P3 activities to be monitored more closely 

Reporting strategy, guiding principles established for RMOW’s entrepreneurial endeavours

Though the municipality is already involved in several public/private partnerships (or P3s), council adopted a formal policy on Monday night, which will guide Whistler in future entrepreneurial endeavours.

Among other things the policy is intended to pave the way for opportunities to create more revenue for the municipality and the resort.

There are already number of opportunities, which could make the resort more competitive and financially sustainable, according to John Rae, manager of strategic alliances and marketing with the municipality who presented the policy report to council on Monday night.
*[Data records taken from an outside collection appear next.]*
//! Integration tests for Marigold.
//!
//! # Running Tests
//!
//! ```bash
//! cargo test -p marigold-integration-tests
//! ```
//!
//! Nothing external is needed: every test starts its own [`FakeApi`], an
//! in-process `axum` server on an ephemeral port that speaks the storefront
//! API's conventions (`{ "data": ... }` envelopes, bearer tokens, multipart
//! product forms) over in-memory data.
//!
//! ```rust,ignore
//! let api = FakeApi::spawn().await;
//! let state = api.app_state();
//! let products = state.api().products().await?;
//! ```

#![cfg_attr(not(test), forbid(unsafe_code))]
#![allow(clippy::missing_panics_doc, clippy::expect_used)]

use std::collections::BTreeMap;
use std::sync::{Arc, Mutex, MutexGuard, PoisonError};

use axum::extract::{Multipart, Path, Request, State};
use axum::http::{HeaderMap, StatusCode, header};
use axum::middleware::Next;
use axum::response::Response;
use axum::routing::{delete, get, post, put};
use axum::{Json, Router};
use marigold_storefront::config::{ApiConfig, ClientConfig};
use marigold_storefront::events::EventBus;
use marigold_storefront::state::AppState;
use marigold_storefront::storage::MemoryStore;
use serde::Deserialize;
use serde_json::{Value, json};
use tokio::net::TcpListener;
use url::Url;

/// Email and password of the seeded admin.
pub const ADMIN: (&str, &str) = ("admin@marigold.test", "adminpass1");
/// Email and password of the seeded shopper.
pub const SHOPPER: (&str, &str) = ("mona@marigold.test", "hunter2hunter2");

type Reply = (StatusCode, Json<Value>);

fn ok(data: Value) -> Reply {
    (StatusCode::OK, Json(json!({ "data": data })))
}

fn fail(status: StatusCode, message: &str) -> Reply {
    (status, Json(json!({ "message": message })))
}

// =============================================================================
// State
// =============================================================================

/// A request as the fake API saw it.
#[derive(Debug, Clone)]
pub struct Recorded {
    pub method: String,
    pub path: String,
    pub request_id: Option<String>,
}

#[derive(Debug, Clone)]
struct FakeUser {
    id: i32,
    firstname: String,
    lastname: String,
    email: String,
    password: String,
    phone: String,
    age: String,
    role: String,
}

impl FakeUser {
    fn to_json(&self) -> Value {
        json!({
            "id": self.id,
            "firstname": self.firstname,
            "lastname": self.lastname,
            "email": self.email,
            "phone": self.phone,
            "age": self.age,
            "role": self.role,
        })
    }
}
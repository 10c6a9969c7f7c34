//! Who is logged in, as recorded in the local store.
//!
//! The token and a denormalized copy of the profile live under the
//! `user*` keys. Nothing here is re-verified against the API: the role only
//! decides which areas this client offers, and the API enforces the rest.
//!
//! A [`Session`] reads the store on every call, so a login or logout made
//! through any handle is seen by all of them.

use std::path::Path;
use std::sync::Arc;

use base64::Engine;
use base64::engine::general_purpose::STANDARD as BASE64;
use marigold_core::{Area, Role, UserId};
use secrecy::{ExposeSecret, SecretString};
use thiserror::Error;
use tracing::instrument;

use crate::api::{ApiClient, ApiError, AuthUser, mime_for_path};
use crate::error::{clear_sentry_user, set_sentry_user};
use crate::events::{EventBus, StoreEvent};
use crate::forms::{FieldErrors, LoginForm, SignupForm};
use crate::storage::{LocalStore, StorageError, keys};

/// Errors from session changes.
#[derive(Debug, Error)]
pub enum SessionError {
    /// The form failed validation; nothing was sent.
    #[error("invalid form: {0}")]
    Invalid(#[from] FieldErrors),

    /// The API rejected the request or could not be reached.
    #[error(transparent)]
    Api(#[from] ApiError),

    /// The local store could not be written.
    #[error(transparent)]
    Storage(#[from] StorageError),

    /// The profile photo could not be read.
    #[error("could not read photo: {0}")]
    Photo(#[from] std::io::Error),
}

impl SessionError {
    #[must_use]
    pub const fn is_internal(&self) -> bool {
        matches!(
            self,
            Self::Storage(_) | Self::Api(ApiError::Parse(_) | ApiError::InvalidRequest(_))
        )
    }

    /// Message suitable for showing to the user.
    #[must_use]
    pub fn user_message(&self) -> String {
        match self {
            Self::Invalid(errors) => errors.to_string(),
            Self::Api(err) => err.user_message(),
            Self::Storage(_) => "Something went wrong.".to_string(),
            Self::Photo(err) => format!("Could not read photo: {err}"),
        }
    }
}

/// What a request needs to act as the logged-in user.
#[derive(Debug, Clone)]
pub struct Credentials {
    pub token: SecretString,
    pub user_id: Option<UserId>,
}

/// Profile fields cached alongside the token.
#[derive(Debug, Clone, PartialEq, Eq)]
pub struct StoredProfile {
    pub id: Option<UserId>,
    pub name: String,
    pub role: Role,
    pub email: Option<String>,
    pub phone: Option<String>,
    pub age: Option<String>,
    /// `data:` URI of the profile photo.
    pub photo: Option<String>,
}

/// Handle on the logged-in identity.
#[derive(Clone)]
pub struct Session {
    store: Arc<dyn LocalStore>,
    bus: EventBus,
}

impl std::fmt::Debug for Session {
    fn fmt(&self, f: &mut std::fmt::Formatter<'_>) -> std::fmt::Result {
        f.debug_struct("Session")
            .field("authenticated", &self.is_authenticated())
            .field("role", &self.role())
            .finish_non_exhaustive()
    }
}

impl Session {
    /// Session backed by `store`, announcing changes on `bus`.
    #[must_use]
    pub fn load(store: Arc<dyn LocalStore>, bus: EventBus) -> Self {
        Self { store, bus }
    }

    /// The bearer token, if logged in.
    #[must_use]
    pub fn token(&self) -> Option<SecretString> {
        self.store
            .get(keys::USER_TOKEN)
            .filter(|t| !t.trim().is_empty())
            .map(SecretString::from)
    }

    #[must_use]
    pub fn is_authenticated(&self) -> bool {
        self.token().is_some()
    }

    /// Token and user id, if logged in.
    #[must_use]
    pub fn credentials(&self) -> Option<Credentials> {
        self.token().map(|token| Credentials {
            token,
            user_id: self.user_id(),
        })
    }

    #[must_use]
    pub fn user_id(&self) -> Option<UserId> {
        self.store
            .get(keys::USER_ID)
            .and_then(|id| id.parse::<UserId>().ok())
    }

    /// Role recorded at login; `User` when absent or unreadable.
    #[must_use]
    pub fn role(&self) -> Role {
        if !self.is_authenticated() {
            return Role::User;
        }
        self.store
            .get(keys::USER_ROLE)
            .and_then(|role| role.parse::<Role>().ok())
            .unwrap_or_default()
    }

    #[must_use]
    pub fn can_access(&self, area: Area) -> bool {
        self.role().can_access(area)
    }

    #[must_use]
    pub fn home_area(&self) -> Area {
        self.role().home_area()
    }

    /// Cached profile, if logged in.
    #[must_use]
    pub fn profile(&self) -> Option<StoredProfile> {
        if !self.is_authenticated() {
            return None;
        }
        let get = |key| self.store.get(key).filter(|v| !v.is_empty());
        Some(StoredProfile {
            id: self.user_id(),
            name: get(keys::USER_NAME).unwrap_or_default(),
            role: self.role(),
            email: get(keys::USER_EMAIL),
            phone: get(keys::USER_PHONE),
            age: get(keys::USER_AGE),
            photo: get(keys::USER_PHOTO),
        })
    }

    // =========================================================================
    // Changes
    // =========================================================================

    /// Log in and record the session.
    ///
    /// Anonymous cart and wishlist contents stay where they are and are not
    /// sent to the API.
    ///
    /// # Errors
    ///
    /// Returns an error if the form is invalid, the API rejects the login, or
    /// the store cannot be written.
    #[instrument(skip(self, api, form))]
    pub async fn login(&self, api: &ApiClient, form: &LoginForm) -> Result<StoredProfile, SessionError> {
        form.validate()?;
        let user = api.login(form).await?;
        self.establish(&user)
    }

    /// Create an account and record the session.
    ///
    /// # Errors
    ///
    /// Returns an error if the form is invalid, the API rejects the account,
    /// or the store cannot be written.
    #[instrument(skip(self, api, form))]
    pub async fn signup(&self, api: &ApiClient, form: &SignupForm) -> Result<StoredProfile, SessionError> {
        form.validate()?;
        let user = api.signup(form).await?;
        self.establish(&user)
    }

    /// Record an authenticated user in the store.
    ///
    /// # Errors
    ///
    /// Returns an error if the store cannot be written. The token is written
    /// last, so a failed write leaves the store anonymous.
    pub fn establish(&self, user: &AuthUser) -> Result<StoredProfile, SessionError> {
        let profile = &user.profile;
        self.store.remove(keys::USER_TOKEN)?;
        self.store.set(keys::USER_NAME, &profile.display_name())?;
        self.store.set(keys::USER_ROLE, profile.role.as_str())?;
        self.store.set(keys::USER_ID, &profile.id.to_string())?;
        for (key, value) in [
            (keys::USER_EMAIL, &profile.email),
            (keys::USER_PHONE, &profile.phone),
            (keys::USER_AGE, &profile.age),
        ] {
            match value {
                Some(value) => self.store.set(key, value)?,
                None => self.store.remove(key)?,
            }
        }
        self.store.set(keys::USER_TOKEN, user.token.expose_secret())?;

        set_sentry_user(&profile.id, profile.email.as_deref());
        tracing::info!(user_id = %profile.id, role = %profile.role, "Session started");
        self.bus.publish(StoreEvent::SessionChanged);

        Ok(StoredProfile {
            id: Some(profile.id),
            name: profile.display_name(),
            role: profile.role,
            email: profile.email.clone(),
            phone: profile.phone.clone(),
            age: profile.age.clone(),
            photo: self.store.get(keys::USER_PHOTO),
        })
    }

    /// Forget the session and everything else in the local store.
    ///
    /// # Errors
    ///
    /// Returns an error if the store cannot be cleared.
    pub fn logout(&self) -> Result<(), SessionError> {
        self.store.clear()?;
        clear_sentry_user();
        tracing::info!("Session ended");
        self.bus.publish(StoreEvent::SessionChanged);
        Ok(())
    }

    /// Store an image file as the profile photo.
    ///
    /// # Errors
    ///
    /// Returns an error if the file cannot be read or the store written.
    pub fn set_photo(&self, path: &Path) -> Result<(), SessionError> {
        let bytes = std::fs::read(path)?;
        let uri = format!("data:{};base64,{}", mime_for_path(path), BASE64.encode(bytes));
        self.store.set(keys::USER_PHOTO, &uri)?;
        Ok(())
    }

    /// Remove the profile photo.
    ///
    /// # Errors
    ///
    /// Returns an error if the store cannot be written.
    pub fn clear_photo(&self) -> Result<(), SessionError> {
        self.store.remove(keys::USER_PHOTO)?;
        Ok(())
    }
}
These include corporate partnerships with companies in various fields such as clothing, automotive, beverage, financial and telecommunications.

Likewise, sponsorship opportunities exist for events such as Whistler’s First Night.

The municipality is also exploring licensing agreements, which not only look at branding the Whistler name but also look at the legal ramifications of using "Whistler" as a trademark.

Rae also said there are revenue opportunities with municipal facilities, where the municipality would not just wait for the venues to be rented but actively seek out rentals.

Before approving the entrepreneurial policy however, council raised a few red flags.

Specifically, Councillor Gordon McKeever was adamant that staff prepare a reporting strategy as part of the policy so that council could be kept abreast of the various entrepreneurial activities.

One of the problems with the municipality’s P3 investments in the past is the dearth of information about the projects, he added.

His proposal had support from fellow councillors.

"It is a missing element in the public/private partnerships we have now," said Councillor Kristi Wells.

"I think it’s absolutely crucial to be put in here."

The municipality is a partner in several P3s ventures, including: Cross Country Connection, the Whistler Comedy Festival, the Lakeside Park concession and more recently Yodel Enterprises and whistler.com.

Some of those business ventures prompted criticism from the community, including the claim that the municipality was unfairly competing with local businesses for a share in the marketplace.

Inherent in the new policy is the idea that the municipality "is not actively seeking new business opportunities in categories that are traditionally in the realm of the private sector."

In fact, one of the five conditions for a future P3 is that the municipality does a comprehensive assessment of potential conflicts with local business.

Wells pointed to the current municipal business partnerships, such as the Cross Country Connection, which rents cross-country skiing equipment and snowshoes, as a contradiction to that policy statement.

"Clearly those are in direct conflict to that overarching statement," she said.

Wells said she had trouble with what the municipality is currently doing in business and what they’re proposing to do in the new policy.

Councillor Ken Melamed didn’t see it in quite the same way.

"We have been reacting… to (business) opportunities that arise in a timely manner," he said.

"I see that as a distinction.

"I think we understand what the intent is. We’re not trying to move in on the market."

Councillor Nick Davies also expressed concerns that staff would be able to enter into smaller P3s without consulting council first.

But Administrator Jim Godfrey reassured him that staff would not act without giving the P3 serious consideration.

"We’re very sensitive to what would be a political issue and what would not be a political issue," he said.

The six guiding principles, which the RMOW will review when considering a P3, are:

• it adds value to the resort community by enhancing the experience for residents and guests or provides new, enhanced or more efficient service or it generates incremental revenue for the community/RMOW or it produces savings for the community/RMOW;

• it respects the character and values of the community;

• it operates in an ethical and transparent manner;

• it operates within the legal, legislative and policy framework of the RMOW;

• it will not tax the RMOW’s ability to be responsibly involved in the P3; and

• it will not compromise the RMOW’s responsibilities unrelated to the P3.